Actually, mystery surrounds Noguni Soukan, whose real name isn’t known. Noguni is the first of two words describing the Noguni-Magiri, or district of the Kadena Town. The town of that era 400 years ago is now the location of Kadena Air Base. Soukan describes a rank of a person serving in the transportation management system in the 1600’s. Thus, Noguni Soukan was a created name.

Nonetheless, Noguni Soukan brought the tasty tuber, then shared the technology with Gima Shinjo in Kaki-no-hana, where Futenma Marine Corps Air Station is now in Ginowan. Shinjo learned to grow the sweet potatoes, then tended the fields for more than a dozen years across the Ryukyu islands. Noguni Soukan is a loved, respected and revered figure in Okinawa history, carrying the title Umu-Ufushu, or Sir Sweet Potato. His efforts are credited with saving countless thousands of lives of people who experienced famine and other disasters across Japan.

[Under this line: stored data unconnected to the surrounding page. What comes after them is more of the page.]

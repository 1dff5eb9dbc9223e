pub mod u501_batch_import_annotations;
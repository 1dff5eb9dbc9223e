use thiserror::Error;

use super::session::SessionStatus;

/// Ошибка транспорта: запрос не дошел до сервера или сервер ответил не 2xx
#[derive(Debug, Clone, PartialEq, Eq, Error)]
#[error("{message}")]
pub struct TransportError {
    /// HTTP-статус, если ответ вообще был получен
    pub status: Option<u16>,
    pub message: String,
}

impl TransportError {
    pub fn new(message: impl Into<String>) -> Self {
        Self {
            status: None,
            message: message.into(),
        }
    }

    pub fn http(status: u16, message: impl Into<String>) -> Self {
        Self {
            status: Some(status),
            message: message.into(),
        }
    }
}

/// Попытка недопустимого перехода состояния сессии. Ошибка программиста,
/// в корректном потоке не возникает.
#[derive(Debug, Clone, Copy, PartialEq, Eq, Error)]
pub enum InvalidTransition {
    #[error("invalid session transition {from:?} -> {to:?}")]
    Status { from: SessionStatus, to: SessionStatus },

    #[error("job id is already assigned")]
    JobIdReassigned,
}

/// Ошибки пакетного импорта
#[derive(Debug, Clone, PartialEq, Eq, Error)]
pub enum BatchImportError {
    // ── До создания задачи ────────────────────────────────────────────────────
    #[error("Квота аннотаций исчерпана")]
    QuotaExceeded,

    #[error("Импорт уже выполняется")]
    AlreadyInFlight,

    #[error("Некорректный файл: {0}")]
    InvalidArtifact(String),

    // ── Удаленные ошибки ──────────────────────────────────────────────────────
    #[error("Не удалось запустить импорт: {0}")]
    SubmissionFailed(TransportError),

    #[error("Не удалось получить статус импорта: {0}")]
    PollingTransport(TransportError),

    #[error("Ошибка импорта: {message}")]
    RemoteJob { job_id: String, message: String },

    #[error("Импорт не завершился за {attempts} проверок")]
    PollingTimedOut { job_id: String, attempts: u32 },

    // ── Внутренние ────────────────────────────────────────────────────────────
    #[error(transparent)]
    InvalidTransition(#[from] InvalidTransition),
}

impl BatchImportError {
    /// Фатальные ошибки означают нарушение инварианта и не показываются пользователю
    pub fn is_fatal(&self) -> bool {
        matches!(self, BatchImportError::InvalidTransition(_))
    }
}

The Noguni Soukan Festival honors Sir Sweet Potato in a big way throughout Saturday and Sunday. Admission is free. Saturday’s festivities begin at 3 p.m. Saturday with opening ceremonies, a Kadena children’s performance, a taiko drums performance and 15 other local performances. Saturday evening caps with fireworks at 8:55 p.m.
Sunday’s Noguni Soukan parade begins at 3 p.m., followed by Eisa dance with flags at 3:15 p.m. Live entertainment takes place on the stages at 4 p.m. and 5:15 p.m.
We weren’t kidding when we said Sir Sweet Potato is the star of the show at this festival. Aside from events on stage, there’s a sweet potato contest, a sweet potato singing contest, a tug of war, a dance contest, a boys baseball tournament, a sweet potato pick up, a tea ceremony, the Noguni Soukan sumo wrestling tournament, BMX and wakeboard tournaments, and….. sweet potatoes to eat.

Parking is limited at the Kaneku Kaihin Park, with organizers recommending visitors use the free buses shuttling around Kadena Town from 2 p.m. to 10 p.m. on Saturday, and 10 a.m. to 10 p.m. on Sunday. East coast circulating bus stops are in front of Marunouchi Printing Company, the Central Bus Terminal and Yara bus stop, and the Kadena Road Station. A second route goes from Kadena High School South Gate, through Yara housing complex, in front of Korinza Building, Nosato Kyoshin Hall, Kadena bus stop and Marunouchi Printing.